Look through the material below and copy every line containing the word "without".

# [DATA FOR REVIEW]
*** Block opens ***
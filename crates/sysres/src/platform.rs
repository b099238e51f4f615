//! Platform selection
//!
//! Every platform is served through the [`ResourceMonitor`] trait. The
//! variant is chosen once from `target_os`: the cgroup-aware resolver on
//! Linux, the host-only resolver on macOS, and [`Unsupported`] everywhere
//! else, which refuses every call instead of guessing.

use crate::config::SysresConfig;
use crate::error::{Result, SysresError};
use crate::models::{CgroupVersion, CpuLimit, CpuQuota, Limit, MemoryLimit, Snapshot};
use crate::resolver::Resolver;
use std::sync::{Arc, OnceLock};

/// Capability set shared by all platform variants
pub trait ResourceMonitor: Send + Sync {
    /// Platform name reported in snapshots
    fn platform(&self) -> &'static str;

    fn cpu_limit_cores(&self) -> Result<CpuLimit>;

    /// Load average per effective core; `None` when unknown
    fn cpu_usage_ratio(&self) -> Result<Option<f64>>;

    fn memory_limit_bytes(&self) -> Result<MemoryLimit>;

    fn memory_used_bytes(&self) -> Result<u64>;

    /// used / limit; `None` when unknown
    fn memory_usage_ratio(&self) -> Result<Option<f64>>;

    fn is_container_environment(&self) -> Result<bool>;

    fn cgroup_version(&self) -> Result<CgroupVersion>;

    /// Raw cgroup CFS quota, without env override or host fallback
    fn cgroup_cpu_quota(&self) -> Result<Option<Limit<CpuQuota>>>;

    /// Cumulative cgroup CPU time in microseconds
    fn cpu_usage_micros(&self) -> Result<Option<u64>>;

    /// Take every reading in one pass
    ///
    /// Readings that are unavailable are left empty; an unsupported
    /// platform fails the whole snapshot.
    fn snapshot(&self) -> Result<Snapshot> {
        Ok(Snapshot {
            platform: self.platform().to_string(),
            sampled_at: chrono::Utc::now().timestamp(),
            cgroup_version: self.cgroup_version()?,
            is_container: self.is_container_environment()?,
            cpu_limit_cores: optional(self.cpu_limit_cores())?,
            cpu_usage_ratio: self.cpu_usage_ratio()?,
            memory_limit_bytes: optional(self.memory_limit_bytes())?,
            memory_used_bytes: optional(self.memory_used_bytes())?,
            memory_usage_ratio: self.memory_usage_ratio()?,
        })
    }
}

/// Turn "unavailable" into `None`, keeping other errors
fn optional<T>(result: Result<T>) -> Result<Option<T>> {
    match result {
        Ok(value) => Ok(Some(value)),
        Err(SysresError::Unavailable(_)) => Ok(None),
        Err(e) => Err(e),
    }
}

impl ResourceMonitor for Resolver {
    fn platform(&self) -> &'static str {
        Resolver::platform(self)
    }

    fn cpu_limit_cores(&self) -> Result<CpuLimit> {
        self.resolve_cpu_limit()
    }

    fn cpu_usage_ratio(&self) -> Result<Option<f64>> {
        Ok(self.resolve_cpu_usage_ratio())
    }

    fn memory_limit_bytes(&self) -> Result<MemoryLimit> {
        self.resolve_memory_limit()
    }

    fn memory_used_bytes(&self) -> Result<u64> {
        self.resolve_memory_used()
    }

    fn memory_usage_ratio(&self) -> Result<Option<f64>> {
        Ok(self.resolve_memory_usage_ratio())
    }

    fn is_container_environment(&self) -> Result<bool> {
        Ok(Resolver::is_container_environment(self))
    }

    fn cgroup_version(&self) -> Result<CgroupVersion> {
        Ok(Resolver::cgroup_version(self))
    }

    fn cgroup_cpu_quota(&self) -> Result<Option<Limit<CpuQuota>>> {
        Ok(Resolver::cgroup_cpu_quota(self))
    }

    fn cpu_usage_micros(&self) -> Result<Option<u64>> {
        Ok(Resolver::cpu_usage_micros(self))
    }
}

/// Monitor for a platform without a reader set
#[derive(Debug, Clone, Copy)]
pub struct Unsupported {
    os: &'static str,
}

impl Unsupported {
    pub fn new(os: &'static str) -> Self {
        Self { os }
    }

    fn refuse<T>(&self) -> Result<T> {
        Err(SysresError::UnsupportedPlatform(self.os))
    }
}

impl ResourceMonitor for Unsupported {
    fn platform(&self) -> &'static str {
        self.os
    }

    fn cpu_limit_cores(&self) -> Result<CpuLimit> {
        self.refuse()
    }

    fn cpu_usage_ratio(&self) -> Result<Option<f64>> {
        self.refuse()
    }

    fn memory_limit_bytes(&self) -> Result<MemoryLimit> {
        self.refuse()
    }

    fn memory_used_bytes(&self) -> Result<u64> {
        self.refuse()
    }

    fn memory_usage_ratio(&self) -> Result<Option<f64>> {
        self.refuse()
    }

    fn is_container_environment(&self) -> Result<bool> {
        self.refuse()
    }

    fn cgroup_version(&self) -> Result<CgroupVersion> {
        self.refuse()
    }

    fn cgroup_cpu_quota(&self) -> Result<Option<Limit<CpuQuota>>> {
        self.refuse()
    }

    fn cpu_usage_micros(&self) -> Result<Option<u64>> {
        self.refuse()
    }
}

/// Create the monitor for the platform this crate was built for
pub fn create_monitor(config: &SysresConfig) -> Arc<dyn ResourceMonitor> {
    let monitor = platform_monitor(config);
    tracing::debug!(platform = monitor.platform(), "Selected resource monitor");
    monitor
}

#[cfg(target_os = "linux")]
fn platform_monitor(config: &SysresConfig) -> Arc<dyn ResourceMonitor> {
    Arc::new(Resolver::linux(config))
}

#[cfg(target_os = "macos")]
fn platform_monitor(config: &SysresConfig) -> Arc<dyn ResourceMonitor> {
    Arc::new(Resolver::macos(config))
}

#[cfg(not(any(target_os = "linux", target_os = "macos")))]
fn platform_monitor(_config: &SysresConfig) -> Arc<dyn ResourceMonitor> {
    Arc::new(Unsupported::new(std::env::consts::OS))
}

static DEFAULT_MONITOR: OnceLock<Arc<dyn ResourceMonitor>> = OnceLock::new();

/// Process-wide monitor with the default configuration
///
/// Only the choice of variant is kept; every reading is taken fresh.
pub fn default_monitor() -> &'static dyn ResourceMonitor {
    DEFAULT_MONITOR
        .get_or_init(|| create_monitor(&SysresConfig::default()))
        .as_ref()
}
*** Block closes ***
# [EXERCISE ANSWER]
    /// Raw cgroup CFS quota, without env override or host fallback
/// Monitor for a platform without a reader set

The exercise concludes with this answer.